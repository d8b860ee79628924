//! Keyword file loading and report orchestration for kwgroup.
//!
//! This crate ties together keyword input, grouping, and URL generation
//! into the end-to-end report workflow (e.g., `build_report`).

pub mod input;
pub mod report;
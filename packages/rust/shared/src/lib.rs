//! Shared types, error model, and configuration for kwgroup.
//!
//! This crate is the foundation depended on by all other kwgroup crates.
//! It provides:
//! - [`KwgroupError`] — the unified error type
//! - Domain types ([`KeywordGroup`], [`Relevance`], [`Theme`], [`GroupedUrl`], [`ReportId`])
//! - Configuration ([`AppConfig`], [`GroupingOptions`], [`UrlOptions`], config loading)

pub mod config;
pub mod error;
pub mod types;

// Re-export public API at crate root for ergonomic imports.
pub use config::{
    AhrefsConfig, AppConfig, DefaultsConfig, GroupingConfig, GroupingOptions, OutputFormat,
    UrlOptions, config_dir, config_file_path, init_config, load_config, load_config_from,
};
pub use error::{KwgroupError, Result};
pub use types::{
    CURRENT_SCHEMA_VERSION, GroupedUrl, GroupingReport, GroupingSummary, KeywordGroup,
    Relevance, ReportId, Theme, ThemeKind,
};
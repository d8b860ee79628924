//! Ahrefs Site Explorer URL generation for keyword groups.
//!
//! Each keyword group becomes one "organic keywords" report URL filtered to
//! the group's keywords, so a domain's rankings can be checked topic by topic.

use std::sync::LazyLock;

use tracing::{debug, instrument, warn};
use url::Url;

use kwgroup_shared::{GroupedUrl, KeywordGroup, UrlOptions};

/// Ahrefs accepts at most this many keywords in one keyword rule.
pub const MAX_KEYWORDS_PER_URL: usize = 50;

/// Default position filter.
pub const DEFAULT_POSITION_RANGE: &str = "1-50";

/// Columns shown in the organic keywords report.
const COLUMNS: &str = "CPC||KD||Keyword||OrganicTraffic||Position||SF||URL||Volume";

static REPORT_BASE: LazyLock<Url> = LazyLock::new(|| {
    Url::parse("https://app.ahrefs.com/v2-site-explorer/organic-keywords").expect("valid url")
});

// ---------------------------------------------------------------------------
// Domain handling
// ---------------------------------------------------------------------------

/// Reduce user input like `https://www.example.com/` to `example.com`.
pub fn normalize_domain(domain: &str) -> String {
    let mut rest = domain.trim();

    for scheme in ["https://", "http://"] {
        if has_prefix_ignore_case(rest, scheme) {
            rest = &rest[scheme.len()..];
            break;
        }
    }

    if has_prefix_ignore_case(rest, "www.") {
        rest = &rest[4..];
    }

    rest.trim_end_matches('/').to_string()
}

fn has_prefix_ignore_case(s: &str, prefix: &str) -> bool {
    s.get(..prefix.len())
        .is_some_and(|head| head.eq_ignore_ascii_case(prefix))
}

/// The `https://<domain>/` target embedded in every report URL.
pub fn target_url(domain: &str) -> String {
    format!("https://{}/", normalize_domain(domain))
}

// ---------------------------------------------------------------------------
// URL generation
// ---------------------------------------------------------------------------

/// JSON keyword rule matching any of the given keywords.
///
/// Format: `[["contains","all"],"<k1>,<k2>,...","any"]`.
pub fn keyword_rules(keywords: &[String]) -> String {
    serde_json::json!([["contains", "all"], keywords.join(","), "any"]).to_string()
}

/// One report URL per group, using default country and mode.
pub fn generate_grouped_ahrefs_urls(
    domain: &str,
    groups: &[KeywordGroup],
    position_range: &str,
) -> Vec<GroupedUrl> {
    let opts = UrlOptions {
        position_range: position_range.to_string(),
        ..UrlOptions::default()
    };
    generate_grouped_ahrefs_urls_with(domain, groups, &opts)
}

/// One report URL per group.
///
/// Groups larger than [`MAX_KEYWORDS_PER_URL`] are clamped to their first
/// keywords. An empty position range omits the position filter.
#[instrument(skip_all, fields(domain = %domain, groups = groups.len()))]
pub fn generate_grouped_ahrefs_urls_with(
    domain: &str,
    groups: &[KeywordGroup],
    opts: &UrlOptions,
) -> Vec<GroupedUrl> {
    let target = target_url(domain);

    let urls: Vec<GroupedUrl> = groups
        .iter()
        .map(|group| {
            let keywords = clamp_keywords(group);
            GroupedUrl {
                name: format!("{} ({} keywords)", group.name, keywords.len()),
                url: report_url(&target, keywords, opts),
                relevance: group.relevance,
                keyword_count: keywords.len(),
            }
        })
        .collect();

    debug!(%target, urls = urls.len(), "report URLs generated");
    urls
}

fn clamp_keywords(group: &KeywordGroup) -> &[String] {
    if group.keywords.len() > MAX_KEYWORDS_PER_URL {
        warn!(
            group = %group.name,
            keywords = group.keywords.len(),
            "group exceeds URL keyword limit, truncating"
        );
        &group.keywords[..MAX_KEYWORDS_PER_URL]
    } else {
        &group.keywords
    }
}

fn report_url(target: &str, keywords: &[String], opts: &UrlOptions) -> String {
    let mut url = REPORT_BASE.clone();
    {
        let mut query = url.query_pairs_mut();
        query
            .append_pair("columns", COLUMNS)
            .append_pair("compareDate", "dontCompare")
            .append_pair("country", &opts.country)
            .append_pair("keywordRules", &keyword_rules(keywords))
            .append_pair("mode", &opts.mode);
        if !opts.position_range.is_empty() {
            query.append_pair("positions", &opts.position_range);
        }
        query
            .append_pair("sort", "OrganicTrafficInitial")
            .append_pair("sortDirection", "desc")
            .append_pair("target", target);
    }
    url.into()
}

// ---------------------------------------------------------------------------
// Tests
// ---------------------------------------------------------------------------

● ● ● ● ●

*Task to complete:* Each line of the listing is to be printed again, unchanged.

*Written response:*
repository d8b860ee79628924
//! Keyword file loading and report orchestration for kwgroup.
//!
//! This crate ties together keyword input, grouping, and URL generation
//! into the end-to-end report workflow (e.g., `build_report`).

pub mod input;
pub mod report;
filename packages/rust/shared/src/lib.rs
//! Shared types, error model, and configuration for kwgroup.
//!
//! This crate is the foundation depended on by all other kwgroup crates.
//! It provides:
//! - [`KwgroupError`] — the unified error type
//! - Domain types ([`KeywordGroup`], [`Relevance`], [`Theme`], [`GroupedUrl`], [`ReportId`])
//! - Configuration ([`AppConfig`], [`GroupingOptions`], [`UrlOptions`], config loading)

pub mod config;
pub mod error;
pub mod types;

// Re-export public API at crate root for ergonomic imports.
pub use config::{
    AhrefsConfig, AppConfig, DefaultsConfig, GroupingConfig, GroupingOptions, OutputFormat,
    UrlOptions, config_dir, config_file_path, init_config, load_config, load_config_from,
};
pub use error::{KwgroupError, Result};
pub use types::{
    CURRENT_SCHEMA_VERSION, GroupedUrl, GroupingReport, GroupingSummary, KeywordGroup,
    Relevance, ReportId, Theme, ThemeKind,
};
repository d8b860ee79628924
//! Ahrefs Site Explorer URL generation for keyword groups.
//!
//! Each keyword group becomes one "organic keywords" report URL filtered to
//! the group's keywords, so a domain's rankings can be checked topic by topic.

use std::sync::LazyLock;

use tracing::{debug, instrument, warn};
use url::Url;

use kwgroup_shared::{GroupedUrl, KeywordGroup, UrlOptions};

/// Ahrefs accepts at most this many keywords in one keyword rule.
pub const MAX_KEYWORDS_PER_URL: usize = 50;

/// Default position filter.
pub const DEFAULT_POSITION_RANGE: &str = "1-50";

/// Columns shown in the organic keywords report.
const COLUMNS: &str = "CPC||KD||Keyword||OrganicTraffic||Position||SF||URL||Volume";

static REPORT_BASE: LazyLock<Url> = LazyLock::new(|| {
    Url::parse("https://app.ahrefs.com/v2-site-explorer/organic-keywords").expect("valid url")
});

// ---------------------------------------------------------------------------
// Domain handling
// ---------------------------------------------------------------------------

/// Reduce user input like `https://www.example.com/` to `example.com`.
pub fn normalize_domain(domain: &str) -> String {
    let mut rest = domain.trim();

    for scheme in ["https://", "http://"] {
        if has_prefix_ignore_case(rest, scheme) {
            rest = &rest[scheme.len()..];
            break;
        }
    }

    if has_prefix_ignore_case(rest, "www.") {
        rest = &rest[4..];
    }

    rest.trim_end_matches('/').to_string()
}

fn has_prefix_ignore_case(s: &str, prefix: &str) -> bool {
    s.get(..prefix.len())
        .is_some_and(|head| head.eq_ignore_ascii_case(prefix))
}

/// The `https://<domain>/` target embedded in every report URL.
pub fn target_url(domain: &str) -> String {
    format!("https://{}/", normalize_domain(domain))
}

// ---------------------------------------------------------------------------
// URL generation
// ---------------------------------------------------------------------------

/// JSON keyword rule matching any of the given keywords.
///
/// Format: `[["contains","all"],"<k1>,<k2>,...","any"]`.
pub fn keyword_rules(keywords: &[String]) -> String {
    serde_json::json!([["contains", "all"], keywords.join(","), "any"]).to_string()
}

/// One report URL per group, using default country and mode.
pub fn generate_grouped_ahrefs_urls(
    domain: &str,
    groups: &[KeywordGroup],
    position_range: &str,
) -> Vec<GroupedUrl> {
    let opts = UrlOptions {
        position_range: position_range.to_string(),
        ..UrlOptions::default()
    };
    generate_grouped_ahrefs_urls_with(domain, groups, &opts)
}

/// One report URL per group.
///
/// Groups larger than [`MAX_KEYWORDS_PER_URL`] are clamped to their first
/// keywords. An empty position range omits the position filter.
#[instrument(skip_all, fields(domain = %domain, groups = groups.len()))]
pub fn generate_grouped_ahrefs_urls_with(
    domain: &str,
    groups: &[KeywordGroup],
    opts: &UrlOptions,
) -> Vec<GroupedUrl> {
    let target = target_url(domain);

    let urls: Vec<GroupedUrl> = groups
        .iter()
        .map(|group| {
            let keywords = clamp_keywords(group);
            GroupedUrl {
                name: format!("{} ({} keywords)", group.name, keywords.len()),
                url: report_url(&target, keywords, opts),
                relevance: group.relevance,
                keyword_count: keywords.len(),
            }
        })
        .collect();

    debug!(%target, urls = urls.len(), "report URLs generated");
    urls
}

fn clamp_keywords(group: &KeywordGroup) -> &[String] {
    if group.keywords.len() > MAX_KEYWORDS_PER_URL {
        warn!(
            group = %group.name,
            keywords = group.keywords.len(),
            "group exceeds URL keyword limit, truncating"
        );
        &group.keywords[..MAX_KEYWORDS_PER_URL]
    } else {
        &group.keywords
    }
}

fn report_url(target: &str, keywords: &[String], opts: &UrlOptions) -> String {
    let mut url = REPORT_BASE.clone();
    {
        let mut query = url.query_pairs_mut();
        query
            .append_pair("columns", COLUMNS)
            .append_pair("compareDate", "dontCompare")
            .append_pair("country", &opts.country)
            .append_pair("keywordRules", &keyword_rules(keywords))
            .append_pair("mode", &opts.mode);
        if !opts.position_range.is_empty() {
            query.append_pair("positions", &opts.position_range);
        }
        query
            .append_pair("sort", "OrganicTrafficInitial")
            .append_pair("sortDirection", "desc")
            .append_pair("target", target);
    }
    url.into()
}

// ---------------------------------------------------------------------------
// Tests
// ---------------------------------------------------------------------------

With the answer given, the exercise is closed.